Nunez rubbed his thumb against his carbine’s safety switch. “They wanted to keep us in the alliance after it almost sold us out to the Toth in the middle of the Ember War. Shame on us for believing them. Can’t hold them responsible anymore; the Qa’Resh vanished right after we wiped out the Xaros. Also we can’t go back home to kick their asses for lying. No refunds, I guess.”
“Could it be these aliens showed up after the Qa’Resh surveyed the galaxy?” Birch said.
“I don’t know,” Moretti said. “I don’t think that face up there was made in the last few years. It’s been there a long time.”
“But who are they?” Popov asked. “And what the hell do they want? I hate all this mysterious shit.”
“When we find the colonists, we’ll find the aliens, and just maybe, we’ll find some answers too,” Carson said.
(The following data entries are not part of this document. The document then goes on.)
//! Configuration loading: the `oxvi.toml` settings file and the `.oxvirc`
//! remap/init file.
//!
//! The settings file seeds every buffer's option store. Unknown fields are
//! ignored so older binaries accept newer files; a file that fails to parse
//! falls back to defaults with a warning rather than aborting startup.

use anyhow::Result;
use core_state::SettingValue;
use serde::Deserialize;
use std::{fs, path::PathBuf};
use tracing::{info, warn};

pub mod init;

pub use init::{
    InitCommand, InitError, InitScript, is_init_command, load_init_file, parse_init, parse_line,
};

pub const CONFIG_FILE: &str = "oxvi.toml";
pub const INIT_FILE: &str = ".oxvirc";

#[derive(Debug, Deserialize, Clone, PartialEq, Eq)]
pub struct EditorConfig {
    #[serde(default = "EditorConfig::default_true")]
    pub use_ctrl_keys: bool,
    #[serde(default = "EditorConfig::default_true")]
    pub enable_surround: bool,
    #[serde(default = "EditorConfig::default_shiftwidth")]
    pub shiftwidth: u32,
    #[serde(default = "EditorConfig::default_true")]
    pub expandtab: bool,
    #[serde(default)]
    pub ignorecase: bool,
}

impl Default for EditorConfig {
    fn default() -> Self {
        Self {
            use_ctrl_keys: true,
            enable_surround: true,
            shiftwidth: Self::default_shiftwidth(),
            expandtab: true,
            ignorecase: false,
        }
    }
}

impl EditorConfig {
    const fn default_true() -> bool {
        true
    }
    const fn default_shiftwidth() -> u32 {
        4
    }
}

#[derive(Debug, Deserialize, Clone, PartialEq, Eq)]
pub struct InputConfig {
    #[serde(default = "InputConfig::default_check_user_mappings")]
    pub check_user_mappings: bool,
    #[serde(default = "InputConfig::default_max_count")]
    pub max_count: usize,
}

impl Default for InputConfig {
    fn default() -> Self {
        Self {
            check_user_mappings: Self::default_check_user_mappings(),
            max_count: Self::default_max_count(),
        }
    }
}

impl InputConfig {
    const fn default_check_user_mappings() -> bool {
        true
    }
    const fn default_max_count() -> usize {
        core_state::MAX_COUNT
    }
}

#[derive(Debug, Deserialize, Default, Clone, PartialEq, Eq)]
pub struct InitConfig {
    /// Explicit init file; discovered when absent.
    #[serde(default)]
    pub path: Option<PathBuf>,
}

#[derive(Debug, Deserialize, Default, Clone, PartialEq, Eq)]
pub struct ConfigFile {
    #[serde(default)]
    pub editor: EditorConfig,
    #[serde(default)]
    pub input: InputConfig,
    #[serde(default)]
    pub init: InitConfig,
}

#[derive(Debug, Clone, Default)]
pub struct Config {
    pub raw: Option<String>, // original file string (optional)
    pub file: ConfigFile,
}

impl Config {
    /// Initial per-buffer option values.
    pub fn settings(&self) -> Vec<(&'static str, SettingValue)> {
        let e = &self.file.editor;
        vec![
            ("use_ctrl_keys", SettingValue::Bool(e.use_ctrl_keys)),
            ("enable_surround", SettingValue::Bool(e.enable_surround)),
            ("shiftwidth", SettingValue::Int(i64::from(e.shiftwidth))),
            ("expandtab", SettingValue::Bool(e.expandtab)),
            ("ignorecase", SettingValue::Bool(e.ignorecase)),
        ]
    }

    /// Init file to load: the configured path, else a discovered one.
    pub fn init_path(&self) -> Option<PathBuf> {
        self.file.init.path.clone().or_else(discover_init)
    }
}

/// Best-effort config path: working directory first, then the platform
/// config dir (XDG / AppData Roaming).
pub fn discover() -> PathBuf {
    let local = PathBuf::from(CONFIG_FILE);
    if local.exists() {
        return local;
    }
    if let Some(dir) = dirs::config_dir() {
        return dir.join("oxvi").join(CONFIG_FILE);
    }
    PathBuf::from(CONFIG_FILE)
}

/// Existing init file in the working directory or `<config dir>/oxvi/oxvirc`.
pub fn discover_init() -> Option<PathBuf> {
    let local = PathBuf::from(INIT_FILE);
    if local.exists() {
        return Some(local);
    }
    dirs::config_dir()
        .map(|d| d.join("oxvi").join("oxvirc"))
        .filter(|p| p.exists())
}

pub fn load_from(path: Option<PathBuf>) -> Result<Config> {
    let path = path.unwrap_or_else(discover);
    let Ok(content) = fs::read_to_string(&path) else {
        return Ok(Config::default());
    };
    match toml::from_str::<ConfigFile>(&content) {
        Ok(file) => {
            info!(target: "config", path = %path.display(), "config loaded");
            Ok(Config {
                raw: Some(content),
                file,
            })
        }
        Err(error) => {
            warn!(target: "config", path = %path.display(), %error, "config parse failed; using defaults");
            Ok(Config::default())
        }
    }
}

#[cfg(test)]
pub(crate) mod test_log {
    use std::io::Write;
    use std::sync::{Arc, Mutex, MutexGuard};
    use tracing_subscriber::fmt::MakeWriter;

    #[derive(Clone)]
    pub struct BufferWriter {
        inner: Arc<Mutex<Vec<u8>>>,
    }

    impl BufferWriter {
        pub fn new() -> (Self, Arc<Mutex<Vec<u8>>>) {
            let buf = Arc::new(Mutex::new(Vec::new()));
            (Self { inner: buf.clone() }, buf)
        }
    }

    pub struct LockedWriter<'a> {
        guard: MutexGuard<'a, Vec<u8>>,
    }

    impl<'a> Write for LockedWriter<'a> {
        fn write(&mut self, buf: &[u8]) -> std::io::Result<usize> {
            self.guard.extend_from_slice(buf);
            Ok(buf.len())
        }

        fn flush(&mut self) -> std::io::Result<()> {
            Ok(())
        }
    }

    impl<'a> MakeWriter<'a> for BufferWriter {
        type Writer = LockedWriter<'a>;

        fn make_writer(&'a self) -> Self::Writer {
            LockedWriter {
                guard: self.inner.lock().expect("log buffer poisoned"),
            }
        }
    }

    /// Run `f` with a WARN-level subscriber and return what it logged.
    pub fn capture(f: impl FnOnce()) -> String {
        let (writer, buffer) = BufferWriter::new();
        let subscriber = tracing_subscriber::fmt()
            .with_max_level(tracing::Level::WARN)
            .with_target(true)
            .with_ansi(false)
            .without_time()
            .with_writer(writer)
            .finish();
        tracing::subscriber::with_default(subscriber, f);
        let bytes = buffer.lock().expect("log buffer poisoned").clone();
        String::from_utf8(bytes).expect("utf8 log")
    }
}
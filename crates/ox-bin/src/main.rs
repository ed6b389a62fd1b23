use anyhow::Result;
use clap::Parser;
use oxvi::{Args, Session, run_keys};
use std::io::Write;
use std::path::Path;
use std::sync::Once;
use tracing_appender::non_blocking::WorkerGuard;
use tracing_subscriber::EnvFilter;

const LOG_FILE: &str = "oxvi.log";

/// Fresh `oxvi.log` in the working directory. `RUST_LOG` wins over
/// `--log-level`. The guard must outlive every log call.
fn configure_logging(level: &str) -> Option<WorkerGuard> {
    let log_dir = Path::new(".");
    let log_path = log_dir.join(LOG_FILE);
    if log_path.exists() {
        let _ = std::fs::remove_file(&log_path);
    }

    let filter = EnvFilter::try_from_default_env().unwrap_or_else(|_| EnvFilter::new(level));
    let file_appender = tracing_appender::rolling::never(log_dir, LOG_FILE);
    let (nb_writer, guard) = tracing_appender::non_blocking(file_appender);
    tracing_subscriber::fmt()
        .with_env_filter(filter)
        .with_ansi(false)
        .with_writer(nb_writer)
        .try_init()
        .ok()
        .map(|_| guard)
}

fn install_panic_hook() {
    static HOOK: Once = Once::new();
    HOOK.call_once(|| {
        let default_panic = std::panic::take_hook();
        std::panic::set_hook(Box::new(move |info| {
            tracing::error!(target: "runtime.panic", ?info, "panic");
            default_panic(info);
        }));
    });
}

fn main() -> Result<()> {
    let args = Args::parse();
    let _log_guard = configure_logging(&args.log_level);
    install_panic_hook();

    let Some(keys) = args.keys.as_deref() else {
        let mut session = Session::open(&args)?;
        oxvi::interactive::run(&mut session)?;
        if let Some(text) = session.finish(args.in_place)? {
            print!("{text}");
        }
        return Ok(());
    };

    let (output, feedback) = run_keys(&args, keys)?;
    let mut stderr = std::io::stderr().lock();
    for line in feedback {
        writeln!(stderr, "{line}")?;
    }
    if let Some(text) = output {
        let mut stdout = std::io::stdout().lock();
        stdout.write_all(text.as_bytes())?;
        stdout.flush()?;
    }
    Ok(())
}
She ran a scan on the mountain face and found a deep seam between the faces. She sent a screen c
apture to her team.
“Chief, did you just get a good idea?” Nunez asked. “Because I’m sensing the good idea fairy.”
“You made the Firebase X-Ray climb in the Superstition Mountains outside of Phoenix,” Carson said. “This’ll be easy.”
****
Carson jammed her fingers into a crack in the rock face and pulled herself higher. She pulled a spike attached to a metal wire and wedged it into the mountain. Tiny spikes dug into the rock and a green light flashed twice on the spike. She touched her belt and the safety line a few feet down came free and snapped back up. Below, her Pathfinders made the same climb. The drop to the bottom looked suitably lethal, even in Negev’s lighter gravity.
“So you think that’s one of their presidents?” Popov asked as she climbed up.
“Maybe it’s their God,” Nunez said.
“It doesn’t matter who or what it is,” West said. “Whoever these bastards are, they have our people.”
Nunez tested a grip on the rock and pulled away a thin hunk the size of a dinner plate. He gently set it back in place and found another hand hold. “So, what, we just going to knock and see if they invite us in?”
“Should be easier than that. If they cared about security, there would be someone out here watching,” West said.
Carson nodded. “Why bother with guards? An unsuited human sneaks out and they’ve got about two minutes to regret their decision before they suffocate and die.”
The planet’s reduced gravity and the team’s powered armor made the climb considerably easier, but it still took effort. After an hour of climbing, Carson was taking deep labored breaths and her muscles ached. By the time they reached the top, everyone but Birch flopped over on the ground, exhausted.
Popov rolled onto her side, propping herself up on her elbow. “Come to Terra Nova, my parents said. It’ll be great, they said. White picket fences and babies.”
“Well, that was your first mistake, Cherry,” Nunez said. “You trusted a salesman. Didn’t you learn your lesson after joining the military? Those sweet-talking sons of a gun will say damn near anything to get you to sign on the dotted line.”